Saved data entries:
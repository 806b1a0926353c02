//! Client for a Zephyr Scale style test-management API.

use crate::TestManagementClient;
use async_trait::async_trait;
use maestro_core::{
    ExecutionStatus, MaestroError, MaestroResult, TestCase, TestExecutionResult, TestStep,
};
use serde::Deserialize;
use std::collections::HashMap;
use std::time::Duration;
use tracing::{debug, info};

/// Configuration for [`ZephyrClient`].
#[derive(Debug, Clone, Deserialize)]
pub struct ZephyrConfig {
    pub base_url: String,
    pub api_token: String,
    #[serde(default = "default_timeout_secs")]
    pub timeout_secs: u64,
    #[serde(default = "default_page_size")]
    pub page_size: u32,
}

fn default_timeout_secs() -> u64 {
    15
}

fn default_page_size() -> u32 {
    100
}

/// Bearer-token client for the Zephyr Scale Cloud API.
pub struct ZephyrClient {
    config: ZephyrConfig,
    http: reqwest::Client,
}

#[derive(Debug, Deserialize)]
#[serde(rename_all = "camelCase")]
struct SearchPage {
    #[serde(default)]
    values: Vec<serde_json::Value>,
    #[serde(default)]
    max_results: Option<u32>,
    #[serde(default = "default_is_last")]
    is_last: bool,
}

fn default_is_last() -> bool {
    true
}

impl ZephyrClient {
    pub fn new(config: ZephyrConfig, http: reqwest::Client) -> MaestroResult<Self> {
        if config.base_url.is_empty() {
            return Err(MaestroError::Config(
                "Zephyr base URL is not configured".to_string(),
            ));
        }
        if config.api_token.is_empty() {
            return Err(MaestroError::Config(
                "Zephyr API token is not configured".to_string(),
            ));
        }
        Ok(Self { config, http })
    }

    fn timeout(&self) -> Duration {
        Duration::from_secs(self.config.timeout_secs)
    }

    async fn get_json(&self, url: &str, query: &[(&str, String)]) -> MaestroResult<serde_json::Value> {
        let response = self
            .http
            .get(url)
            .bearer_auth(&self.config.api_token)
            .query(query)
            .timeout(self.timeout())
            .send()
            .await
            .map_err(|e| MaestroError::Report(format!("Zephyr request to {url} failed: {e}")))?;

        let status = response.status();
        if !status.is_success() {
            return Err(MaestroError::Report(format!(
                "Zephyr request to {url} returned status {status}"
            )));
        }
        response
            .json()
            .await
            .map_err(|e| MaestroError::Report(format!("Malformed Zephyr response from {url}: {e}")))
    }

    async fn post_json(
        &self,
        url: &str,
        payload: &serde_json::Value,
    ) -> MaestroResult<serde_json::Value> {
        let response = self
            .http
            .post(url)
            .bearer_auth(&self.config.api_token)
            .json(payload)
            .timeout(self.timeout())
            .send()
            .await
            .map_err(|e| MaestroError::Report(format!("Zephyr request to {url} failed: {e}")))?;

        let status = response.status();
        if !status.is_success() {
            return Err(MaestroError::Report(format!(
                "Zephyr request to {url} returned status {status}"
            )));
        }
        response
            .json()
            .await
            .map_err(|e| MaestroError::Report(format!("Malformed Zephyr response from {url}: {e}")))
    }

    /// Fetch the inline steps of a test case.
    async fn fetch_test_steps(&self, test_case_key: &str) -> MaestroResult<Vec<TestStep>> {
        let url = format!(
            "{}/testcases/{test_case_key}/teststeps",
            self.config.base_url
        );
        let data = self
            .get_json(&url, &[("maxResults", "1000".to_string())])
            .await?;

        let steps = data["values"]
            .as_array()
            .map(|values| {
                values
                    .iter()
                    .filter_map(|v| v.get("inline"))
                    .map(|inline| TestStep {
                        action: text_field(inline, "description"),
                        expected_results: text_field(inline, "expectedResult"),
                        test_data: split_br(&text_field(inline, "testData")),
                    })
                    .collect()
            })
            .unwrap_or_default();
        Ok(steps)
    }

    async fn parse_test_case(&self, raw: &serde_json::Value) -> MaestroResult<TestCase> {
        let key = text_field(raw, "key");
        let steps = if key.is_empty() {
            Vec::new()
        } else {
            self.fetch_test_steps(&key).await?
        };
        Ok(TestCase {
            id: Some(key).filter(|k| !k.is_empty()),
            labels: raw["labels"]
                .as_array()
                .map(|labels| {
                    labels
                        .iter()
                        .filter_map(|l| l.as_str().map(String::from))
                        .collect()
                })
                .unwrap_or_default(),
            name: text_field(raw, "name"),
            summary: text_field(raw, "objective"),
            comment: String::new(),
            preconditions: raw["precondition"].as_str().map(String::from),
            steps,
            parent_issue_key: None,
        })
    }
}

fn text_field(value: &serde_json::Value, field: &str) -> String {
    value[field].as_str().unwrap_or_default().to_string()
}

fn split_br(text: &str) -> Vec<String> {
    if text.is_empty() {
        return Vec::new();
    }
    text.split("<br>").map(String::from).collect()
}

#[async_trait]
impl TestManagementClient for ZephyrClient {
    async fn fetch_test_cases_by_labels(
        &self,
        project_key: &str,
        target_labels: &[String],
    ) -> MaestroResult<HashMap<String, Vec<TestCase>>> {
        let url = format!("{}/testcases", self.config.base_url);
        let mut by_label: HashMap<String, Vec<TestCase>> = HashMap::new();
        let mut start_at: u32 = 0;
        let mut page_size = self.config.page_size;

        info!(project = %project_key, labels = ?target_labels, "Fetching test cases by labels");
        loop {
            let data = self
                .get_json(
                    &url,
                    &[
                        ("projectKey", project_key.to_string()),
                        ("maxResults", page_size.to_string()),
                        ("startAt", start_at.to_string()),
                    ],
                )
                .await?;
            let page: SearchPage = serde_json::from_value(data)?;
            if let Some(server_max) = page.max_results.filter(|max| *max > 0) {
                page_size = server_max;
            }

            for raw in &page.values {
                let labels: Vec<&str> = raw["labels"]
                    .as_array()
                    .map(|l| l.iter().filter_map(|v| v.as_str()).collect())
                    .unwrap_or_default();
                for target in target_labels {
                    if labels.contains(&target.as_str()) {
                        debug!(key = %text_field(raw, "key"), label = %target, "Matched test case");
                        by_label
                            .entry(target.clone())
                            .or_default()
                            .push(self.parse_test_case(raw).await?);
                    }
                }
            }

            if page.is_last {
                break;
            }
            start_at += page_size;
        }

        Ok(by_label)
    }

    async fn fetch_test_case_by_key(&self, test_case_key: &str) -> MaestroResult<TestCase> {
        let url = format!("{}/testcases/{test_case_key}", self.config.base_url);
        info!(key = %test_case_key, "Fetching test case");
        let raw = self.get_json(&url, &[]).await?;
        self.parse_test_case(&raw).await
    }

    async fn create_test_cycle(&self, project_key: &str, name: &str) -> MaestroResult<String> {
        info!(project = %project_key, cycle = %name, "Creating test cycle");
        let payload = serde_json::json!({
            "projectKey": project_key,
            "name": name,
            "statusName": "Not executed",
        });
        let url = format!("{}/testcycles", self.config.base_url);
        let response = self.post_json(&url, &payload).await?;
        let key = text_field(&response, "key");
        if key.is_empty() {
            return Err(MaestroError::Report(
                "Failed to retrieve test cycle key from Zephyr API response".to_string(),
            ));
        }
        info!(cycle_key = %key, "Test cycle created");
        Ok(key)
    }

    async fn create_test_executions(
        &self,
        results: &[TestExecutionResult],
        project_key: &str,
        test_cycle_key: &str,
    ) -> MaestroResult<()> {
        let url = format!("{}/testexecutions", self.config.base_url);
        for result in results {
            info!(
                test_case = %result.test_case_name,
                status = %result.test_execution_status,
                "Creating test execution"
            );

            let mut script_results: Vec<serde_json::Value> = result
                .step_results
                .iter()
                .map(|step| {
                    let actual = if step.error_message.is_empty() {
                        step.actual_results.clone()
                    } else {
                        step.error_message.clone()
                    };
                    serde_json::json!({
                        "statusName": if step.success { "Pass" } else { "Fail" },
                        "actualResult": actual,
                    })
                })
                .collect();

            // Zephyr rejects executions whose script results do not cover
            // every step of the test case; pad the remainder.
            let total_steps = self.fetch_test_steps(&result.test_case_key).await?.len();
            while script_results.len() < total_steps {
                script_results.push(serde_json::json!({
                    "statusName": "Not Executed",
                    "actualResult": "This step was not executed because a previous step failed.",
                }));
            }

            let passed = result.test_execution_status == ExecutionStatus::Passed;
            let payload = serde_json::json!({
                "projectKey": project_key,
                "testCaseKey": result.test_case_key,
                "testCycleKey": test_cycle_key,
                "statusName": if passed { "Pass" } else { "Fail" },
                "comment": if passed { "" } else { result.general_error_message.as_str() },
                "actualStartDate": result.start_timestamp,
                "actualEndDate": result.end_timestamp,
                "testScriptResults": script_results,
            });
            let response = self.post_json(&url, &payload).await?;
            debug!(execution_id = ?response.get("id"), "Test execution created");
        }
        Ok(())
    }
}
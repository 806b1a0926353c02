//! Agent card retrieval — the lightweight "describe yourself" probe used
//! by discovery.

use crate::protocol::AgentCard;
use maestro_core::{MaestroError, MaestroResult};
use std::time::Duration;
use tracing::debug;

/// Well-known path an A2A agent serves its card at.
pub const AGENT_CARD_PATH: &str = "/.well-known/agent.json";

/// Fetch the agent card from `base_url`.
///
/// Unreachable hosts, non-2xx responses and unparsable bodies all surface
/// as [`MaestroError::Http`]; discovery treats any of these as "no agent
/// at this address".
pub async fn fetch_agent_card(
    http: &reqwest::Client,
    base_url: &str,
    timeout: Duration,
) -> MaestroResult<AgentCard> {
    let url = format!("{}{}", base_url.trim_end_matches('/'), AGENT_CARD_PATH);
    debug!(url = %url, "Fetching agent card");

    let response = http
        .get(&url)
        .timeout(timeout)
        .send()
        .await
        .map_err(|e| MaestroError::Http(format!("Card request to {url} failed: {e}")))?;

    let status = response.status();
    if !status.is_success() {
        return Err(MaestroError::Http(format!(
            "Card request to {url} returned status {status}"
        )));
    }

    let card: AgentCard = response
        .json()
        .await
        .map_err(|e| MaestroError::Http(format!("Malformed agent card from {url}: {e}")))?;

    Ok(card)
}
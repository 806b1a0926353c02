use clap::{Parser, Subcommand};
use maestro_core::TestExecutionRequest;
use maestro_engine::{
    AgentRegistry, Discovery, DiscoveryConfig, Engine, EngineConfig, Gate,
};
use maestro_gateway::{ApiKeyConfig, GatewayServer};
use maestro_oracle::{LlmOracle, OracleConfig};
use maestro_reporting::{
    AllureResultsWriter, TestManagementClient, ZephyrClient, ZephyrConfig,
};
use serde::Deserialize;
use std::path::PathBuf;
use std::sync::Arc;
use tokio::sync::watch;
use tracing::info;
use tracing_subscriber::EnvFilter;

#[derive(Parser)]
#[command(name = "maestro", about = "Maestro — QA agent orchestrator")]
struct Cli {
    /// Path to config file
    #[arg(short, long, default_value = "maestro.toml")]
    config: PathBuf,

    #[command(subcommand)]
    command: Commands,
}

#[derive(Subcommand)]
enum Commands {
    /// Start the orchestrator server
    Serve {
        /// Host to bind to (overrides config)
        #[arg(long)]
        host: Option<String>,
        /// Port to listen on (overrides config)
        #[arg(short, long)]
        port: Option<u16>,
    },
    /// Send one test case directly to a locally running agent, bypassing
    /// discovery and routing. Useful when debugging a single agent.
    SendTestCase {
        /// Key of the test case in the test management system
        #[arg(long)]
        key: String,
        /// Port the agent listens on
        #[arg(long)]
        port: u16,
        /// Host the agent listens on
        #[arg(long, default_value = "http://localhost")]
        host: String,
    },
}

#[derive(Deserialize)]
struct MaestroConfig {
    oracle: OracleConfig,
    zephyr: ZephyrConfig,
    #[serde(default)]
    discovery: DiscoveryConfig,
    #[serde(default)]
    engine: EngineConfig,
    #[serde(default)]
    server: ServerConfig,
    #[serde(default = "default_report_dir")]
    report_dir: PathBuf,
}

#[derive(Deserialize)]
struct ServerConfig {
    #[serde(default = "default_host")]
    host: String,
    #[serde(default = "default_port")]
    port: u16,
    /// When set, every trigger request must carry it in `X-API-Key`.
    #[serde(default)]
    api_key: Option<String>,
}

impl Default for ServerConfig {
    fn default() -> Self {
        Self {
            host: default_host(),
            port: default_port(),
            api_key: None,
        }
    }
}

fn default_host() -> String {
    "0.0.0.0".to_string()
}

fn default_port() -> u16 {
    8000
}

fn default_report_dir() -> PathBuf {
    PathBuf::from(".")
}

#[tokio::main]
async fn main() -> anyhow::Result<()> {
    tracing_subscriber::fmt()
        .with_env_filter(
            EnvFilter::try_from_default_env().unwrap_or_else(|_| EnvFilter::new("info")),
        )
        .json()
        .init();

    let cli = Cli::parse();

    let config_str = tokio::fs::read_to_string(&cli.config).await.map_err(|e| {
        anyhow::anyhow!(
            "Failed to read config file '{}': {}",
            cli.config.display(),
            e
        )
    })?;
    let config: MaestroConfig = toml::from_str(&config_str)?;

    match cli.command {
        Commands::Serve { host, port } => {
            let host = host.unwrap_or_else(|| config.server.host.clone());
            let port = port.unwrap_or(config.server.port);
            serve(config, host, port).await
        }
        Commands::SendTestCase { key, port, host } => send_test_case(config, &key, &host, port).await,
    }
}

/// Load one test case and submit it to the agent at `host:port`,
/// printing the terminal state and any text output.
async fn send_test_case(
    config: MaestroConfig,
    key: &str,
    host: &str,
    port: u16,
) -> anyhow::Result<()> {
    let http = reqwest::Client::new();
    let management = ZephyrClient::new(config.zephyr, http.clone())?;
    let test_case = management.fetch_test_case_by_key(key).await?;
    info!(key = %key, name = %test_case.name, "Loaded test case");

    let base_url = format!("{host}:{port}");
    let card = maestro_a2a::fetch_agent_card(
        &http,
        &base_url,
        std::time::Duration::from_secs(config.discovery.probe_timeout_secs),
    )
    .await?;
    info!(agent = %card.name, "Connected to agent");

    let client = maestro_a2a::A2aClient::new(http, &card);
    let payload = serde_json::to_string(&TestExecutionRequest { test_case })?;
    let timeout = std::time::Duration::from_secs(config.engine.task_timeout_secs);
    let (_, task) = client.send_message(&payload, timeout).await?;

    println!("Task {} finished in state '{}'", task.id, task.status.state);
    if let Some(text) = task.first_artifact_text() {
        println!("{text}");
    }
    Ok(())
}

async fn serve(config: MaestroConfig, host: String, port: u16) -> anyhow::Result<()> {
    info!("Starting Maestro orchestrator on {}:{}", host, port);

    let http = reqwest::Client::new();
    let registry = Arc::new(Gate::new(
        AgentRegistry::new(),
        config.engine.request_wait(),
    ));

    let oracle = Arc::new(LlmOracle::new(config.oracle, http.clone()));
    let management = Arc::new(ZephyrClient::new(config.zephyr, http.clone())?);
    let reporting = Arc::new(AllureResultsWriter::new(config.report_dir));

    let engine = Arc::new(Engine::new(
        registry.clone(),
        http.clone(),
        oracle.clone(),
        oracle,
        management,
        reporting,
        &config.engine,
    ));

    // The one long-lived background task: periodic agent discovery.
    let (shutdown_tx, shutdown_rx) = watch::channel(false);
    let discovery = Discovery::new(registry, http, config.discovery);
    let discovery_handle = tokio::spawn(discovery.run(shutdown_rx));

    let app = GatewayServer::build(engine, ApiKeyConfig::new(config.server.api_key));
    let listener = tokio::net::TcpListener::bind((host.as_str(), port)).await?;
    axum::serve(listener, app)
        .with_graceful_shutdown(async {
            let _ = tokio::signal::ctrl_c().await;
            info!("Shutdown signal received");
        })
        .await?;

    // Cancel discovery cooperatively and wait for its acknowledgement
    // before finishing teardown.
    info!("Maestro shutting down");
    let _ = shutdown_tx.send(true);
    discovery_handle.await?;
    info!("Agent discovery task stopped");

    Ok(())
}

→ WHAT TO WORK ON: Filter the records above for "long" and copy every matching line.

→ TASK ANSWER:
    #[arg(short, long, default_value = "maestro.toml")]
        #[arg(long)]
        #[arg(short, long)]
        #[arg(long)]
        #[arg(long)]
        #[arg(long, default_value = "http://localhost")]
    // The one long-lived background task: periodic agent discovery.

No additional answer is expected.